Müteselsil kefalette ise, TBK md.586/f.1 uyarınca, alacaklı, asıl borçlunun ifada geciktiği ve ihtarın sonuçsuz kaldığı veya açıkça ödeme güçsüzlüğü içinde olduğu durumlarda doğrudan kefilin sorumluluğuna gidebilecektir. Bu durumlardan birisi yoksa müteselsil kefil alacaklıya karşı peşin dava def’ini ileri sürerek ifadan kaçınabilecektir.
Birlikte kefalette ise aynı borç için birden fazla kimse kefil olmaktadır. Kefiller aynı borç için ve birbirlerinden haberdar olarak kefil olmuşlarsa dar anlamda birlikte kefalet söz konusudur. Somut olayda ise aynı borç için aynı tarihte kefil olma söz konusu için bu tür kefalet söz konusu olabilir. Takdir Sayın Mahkemeye aittir. Sayın Mahkeme dar anlamda birlikte kefaletin söz konusu olduğu kanaatinde ise, TTK md.7/f.2 uyarınca birden fazla kefilin bulunduğu bu kefalet türü birlikte müteselsil kefalettir.
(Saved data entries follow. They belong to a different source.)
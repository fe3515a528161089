//! Site-wide settings. Build-time environment variables override the defaults.

pub const COMPANY_NAME: &str = "Genesis Printers & Publishers";
pub const COMPANY_LEGAL_NAME: &str = "Genesis Printers & Publishers Private Limited";
pub const PHONE_DISPLAY: &str = "8471916297";
pub const PHONE_HREF: &str = "tel:+918471916297";
pub const EMAIL: &str = "genesispress@gmail.com";
pub const EMAIL_HREF: &str = "mailto:genesispress@gmail.com";
pub const ADDRESS: &str =
    "348 Express Highway (VIP Road), Opp. Doordarshan Colony, Near Six Mile, Barbari, Guwahati-781036";
pub const MAP_URL: &str = "https://www.google.com/maps/place/Genesis+Printers+%26+Publishers+Private+Limited/@26.1381865,91.8028296,15z";
pub const MAP_EMBED_URL: &str = "https://www.google.com/maps/embed?pb=!1m18!1m12!1m3!1d3581.8234567890123!2d91.8028296!3d26.1381865!2m3!1f0!2f0!3f0!3m2!1i1024!2i768!4f13.1!3m3!1m2!1s0x0%3A0x92e77dce10d166a7!2sGenesis%20Printers%20%26%20Publishers%20Private%20Limited!5e0!3m2!1sen!2sin!4v1234567890123!5m2!1sen!2sin";

const DEFAULT_WHATSAPP_NUMBER: &str = "918471916297";

/// Prefix for every media path. Empty means the site root.
pub fn get_asset_root() -> &'static str {
    option_env!("GENESIS_ASSET_ROOT").unwrap_or("")
}

/// Number the contact form forwards to, digits only with country code.
pub fn get_whatsapp_number() -> &'static str {
    option_env!("GENESIS_WHATSAPP_NUMBER").unwrap_or(DEFAULT_WHATSAPP_NUMBER)
}

pub fn get_log_level() -> log::Level {
    if cfg!(debug_assertions) {
        log::Level::Debug
    } else {
        log::Level::Info
    }
}

/// Resolves a media path against the asset root.
pub fn asset_url(path: &str) -> String {
    join_asset_root(get_asset_root(), path)
}

fn join_asset_root(root: &str, path: &str) -> String {
    if root.is_empty() || path.starts_with("http://") || path.starts_with("https://") {
        return path.to_string();
    }
    format!(
        "{}/{}",
        root.trim_end_matches('/'),
        path.trim_start_matches('/')
    )
}

#[cfg(test)]
mod tests {
    use super::*;

    #[test]
    fn empty_root_leaves_paths_alone() {
        assert_eq!(join_asset_root("", "/books/1.jpg"), "/books/1.jpg");
    }

    #[test]
    fn root_is_joined_with_a_single_slash() {
        assert_eq!(
            join_asset_root("https://cdn.example.com/site/", "/books/1.jpg"),
            "https://cdn.example.com/site/books/1.jpg"
        );
        assert_eq!(join_asset_root("/static", "hero.mp4"), "/static/hero.mp4");
    }

    #[test]
    fn absolute_urls_are_not_rebased() {
        let url = "https://images.pexels.com/photos/614810/pexels-photo-614810.jpeg";
        assert_eq!(join_asset_root("/static", url), url);
    }
}
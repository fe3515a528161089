use yew::prelude::*;

use super::media::{MediaItem, MediaKind};

/// Where a media item is being shown.
#[derive(Debug, Clone, Copy, PartialEq, Eq)]
pub enum ViewMode {
    /// Grid tile: non-interactive preview.
    Preview,
    /// Lightbox: full playback.
    Lightbox,
}

/// The element a media item renders to.
#[derive(Debug, Clone, Copy, PartialEq, Eq)]
pub enum Presentation {
    Image,
    Video {
        muted: bool,
        looped: bool,
        controls: bool,
        autoplay: bool,
    },
}

/// Picks the element for `kind` in `mode`. Depends on nothing else.
pub fn presentation(kind: MediaKind, mode: ViewMode) -> Presentation {
    match (kind, mode) {
        (MediaKind::Image, _) => Presentation::Image,
        (MediaKind::Video, ViewMode::Preview) => Presentation::Video {
            muted: true,
            looped: true,
            controls: false,
            autoplay: false,
        },
        (MediaKind::Video, ViewMode::Lightbox) => Presentation::Video {
            muted: false,
            looped: false,
            controls: true,
            autoplay: true,
        },
    }
}

/// Badge text shown on grid tiles.
pub fn kind_label(kind: MediaKind) -> &'static str {
    match kind {
        MediaKind::Image => "Image",
        MediaKind::Video => "Video",
    }
}

#[derive(Properties, PartialEq)]
pub struct MediaViewProps {
    pub item: MediaItem,
    pub mode: ViewMode,
    #[prop_or_default]
    pub alt: Option<AttrValue>,
    #[prop_or_default]
    pub class: Classes,
}

#[function_component(MediaView)]
pub fn media_view(props: &MediaViewProps) -> Html {
    let src = crate::config::asset_url(props.item.path());
    let alt = props
        .alt
        .clone()
        .unwrap_or_else(|| AttrValue::from(props.item.file_name().to_string()));

    match presentation(props.item.kind(), props.mode) {
        Presentation::Image => html! {
            <img src={src} alt={alt} class={props.class.clone()} loading="lazy" />
        },
        Presentation::Video {
            muted,
            looped,
            controls,
            autoplay,
        } => html! {
            <video
                src={src}
                class={props.class.clone()}
                muted={muted}
                loop={looped}
                controls={controls}
                autoplay={autoplay}
                playsinline=true
            />
        },
    }
}

#[cfg(test)]
mod tests {
    use super::*;

    #[test]
    fn images_render_the_same_everywhere() {
        assert_eq!(presentation(MediaKind::Image, ViewMode::Preview), Presentation::Image);
        assert_eq!(presentation(MediaKind::Image, ViewMode::Lightbox), Presentation::Image);
    }

    #[test]
    fn video_previews_are_muted_loops_without_controls() {
        assert_eq!(
            presentation(MediaKind::Video, ViewMode::Preview),
            Presentation::Video {
                muted: true,
                looped: true,
                controls: false,
                autoplay: false,
            }
        );
    }

    #[test]
    fn lightbox_videos_get_controls() {
        match presentation(MediaKind::Video, ViewMode::Lightbox) {
            Presentation::Video { controls, autoplay, .. } => {
                assert!(controls);
                assert!(autoplay);
            }
            Presentation::Image => panic!("video rendered as image"),
        }
    }

    #[test]
    fn dispatch_follows_the_item_kind() {
        for path in ["/books/1.jpg", "/images/VID-20250712-WA0004.mp4"] {
            let item = MediaItem::new(path);
            let is_video_element = matches!(
                presentation(item.kind(), ViewMode::Preview),
                Presentation::Video { .. }
            );
            assert_eq!(is_video_element, item.is_video());
            assert_eq!(kind_label(item.kind()), if item.is_video() { "Video" } else { "Image" });
        }
    }
}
Bu takdirde bölme def’ini sınırlı olarak (TBK md.587/II c.2 ve 3; alacaklının kefilin birlikte kefil olduğu diğer kefillere karşı takibe girişmiş olmaması- kefillerin kendi paylarının tamamını ödemiş olması veya ödememiş olsa bile ayni güvence sağlamış olması hallerinde bölme defini ileri sürebilir). TBK md.586/f.1’de belirtilen hallerden birisi söz konusu ise, peşin dava defini ileri sürebilecektir.
Müteselsil birlikte kefiller kefalet borcunun tamamından sorumlu olduklarından ödemede bulunan kefil, iç ilişkideki sorumluluk payı oranında diğer kefillere rücu edebilir. Bu hak, borçluya rücudan önce de kullanılabilir (TBK md.587/f.2, c.4-5). İç ilişkide aksi kararlaştırılmamışsa, kefillerin iç ilişkide eşit payda sorumluluk altına girmiş sayıldıkları kabul edilmektedir (Gümüş, s.471). Bu hüküm uyarınca, eğer ödemede bulunan kefil diğer kefillerden daha fazla ödemede bulunmuşsa, alacaklıya yaptığı ödemenin miktarı dikkate alınmaksızın, diğer bir ifadeyle kendi payından fazlasını ödeyip ödemediğine bakılmaksızın, diğer kefillere rücu edebilir. Müteselsil birlikte kefillerden bir tanesinin diğerlerine rücu edebilmesi için öncelikle alacaklıya ifada bulunmuş olması gerekmektedir. İkinci olarak, ödemede bulunan kefilin diğer kefillere karşı rücu hakkını kaybetmemiş olması lâzımdır. (Yıldırır, s.118 vd.)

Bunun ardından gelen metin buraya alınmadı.